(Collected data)
○ ○ ○ ○ ○ ○ ○
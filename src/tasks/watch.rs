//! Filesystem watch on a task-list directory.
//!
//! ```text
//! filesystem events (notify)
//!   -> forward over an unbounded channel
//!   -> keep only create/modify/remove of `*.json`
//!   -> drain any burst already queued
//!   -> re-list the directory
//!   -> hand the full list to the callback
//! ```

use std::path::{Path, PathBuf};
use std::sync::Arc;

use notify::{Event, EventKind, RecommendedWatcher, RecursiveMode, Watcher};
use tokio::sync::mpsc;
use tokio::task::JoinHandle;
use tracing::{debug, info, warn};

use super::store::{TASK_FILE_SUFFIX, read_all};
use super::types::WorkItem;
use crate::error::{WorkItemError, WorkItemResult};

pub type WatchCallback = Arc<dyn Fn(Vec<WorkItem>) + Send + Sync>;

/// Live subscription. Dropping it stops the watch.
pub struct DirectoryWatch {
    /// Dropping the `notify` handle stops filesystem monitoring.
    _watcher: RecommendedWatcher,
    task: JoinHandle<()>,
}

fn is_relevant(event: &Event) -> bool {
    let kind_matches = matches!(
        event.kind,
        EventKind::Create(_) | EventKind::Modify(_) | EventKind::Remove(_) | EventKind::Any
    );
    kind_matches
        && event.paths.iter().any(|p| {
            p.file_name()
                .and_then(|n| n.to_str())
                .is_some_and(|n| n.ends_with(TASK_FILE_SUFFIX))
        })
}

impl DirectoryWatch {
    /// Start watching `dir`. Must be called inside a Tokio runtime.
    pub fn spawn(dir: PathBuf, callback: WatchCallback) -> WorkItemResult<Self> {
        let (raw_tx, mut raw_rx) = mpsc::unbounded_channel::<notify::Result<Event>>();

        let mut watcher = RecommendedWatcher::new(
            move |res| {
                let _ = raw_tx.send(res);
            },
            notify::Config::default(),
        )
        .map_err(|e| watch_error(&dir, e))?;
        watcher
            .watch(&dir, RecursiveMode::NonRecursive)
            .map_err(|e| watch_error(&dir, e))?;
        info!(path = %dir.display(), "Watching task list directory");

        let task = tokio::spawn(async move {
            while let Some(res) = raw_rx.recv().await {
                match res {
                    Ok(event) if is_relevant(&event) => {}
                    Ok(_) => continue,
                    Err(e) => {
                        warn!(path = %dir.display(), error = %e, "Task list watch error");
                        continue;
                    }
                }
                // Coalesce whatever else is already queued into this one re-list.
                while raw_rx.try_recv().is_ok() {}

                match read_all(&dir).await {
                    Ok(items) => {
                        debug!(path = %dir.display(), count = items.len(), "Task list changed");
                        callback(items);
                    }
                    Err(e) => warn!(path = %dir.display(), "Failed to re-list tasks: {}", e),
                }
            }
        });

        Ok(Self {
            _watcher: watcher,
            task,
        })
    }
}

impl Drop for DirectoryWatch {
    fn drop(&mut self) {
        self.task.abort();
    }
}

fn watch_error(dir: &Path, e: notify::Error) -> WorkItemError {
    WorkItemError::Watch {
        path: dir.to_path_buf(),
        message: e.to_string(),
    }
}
○ ○ ○ ○ ○ ○ ○
Work out the number of lines in the records containing the word "warn". Write only that number.

EXERCISE RESULT: 3